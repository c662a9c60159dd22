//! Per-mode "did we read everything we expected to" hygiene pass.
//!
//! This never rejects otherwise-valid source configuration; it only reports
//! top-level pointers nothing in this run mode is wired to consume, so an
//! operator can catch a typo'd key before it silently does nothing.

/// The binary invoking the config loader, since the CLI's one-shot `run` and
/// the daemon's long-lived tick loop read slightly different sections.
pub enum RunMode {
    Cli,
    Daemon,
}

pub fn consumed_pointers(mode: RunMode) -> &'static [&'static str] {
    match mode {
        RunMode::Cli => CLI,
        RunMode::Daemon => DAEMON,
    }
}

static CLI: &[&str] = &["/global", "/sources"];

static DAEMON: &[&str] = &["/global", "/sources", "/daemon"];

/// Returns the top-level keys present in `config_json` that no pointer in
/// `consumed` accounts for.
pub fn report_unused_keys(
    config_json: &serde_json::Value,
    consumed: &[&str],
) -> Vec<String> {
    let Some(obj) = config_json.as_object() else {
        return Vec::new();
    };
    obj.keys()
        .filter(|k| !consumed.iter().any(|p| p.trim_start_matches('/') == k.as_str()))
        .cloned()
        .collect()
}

▬▬▬▬▬▬

**REQUIRED ACTION**
Transcribe, exactly and without additions, the lines of the records above, beginning with the line that contains "slightly different sections." and ending with the line that contains "static DAEMON: &[&str]", both included.

**WRITTEN RESPONSE**
/// the daemon's long-lived tick loop read slightly different sections.
pub enum RunMode {
    Cli,
    Daemon,
}

pub fn consumed_pointers(mode: RunMode) -> &'static [&'static str] {
    match mode {
        RunMode::Cli => CLI,
        RunMode::Daemon => DAEMON,
    }
}

static CLI: &[&str] = &["/global", "/sources"];

static DAEMON: &[&str] = &["/global", "/sources", "/daemon"];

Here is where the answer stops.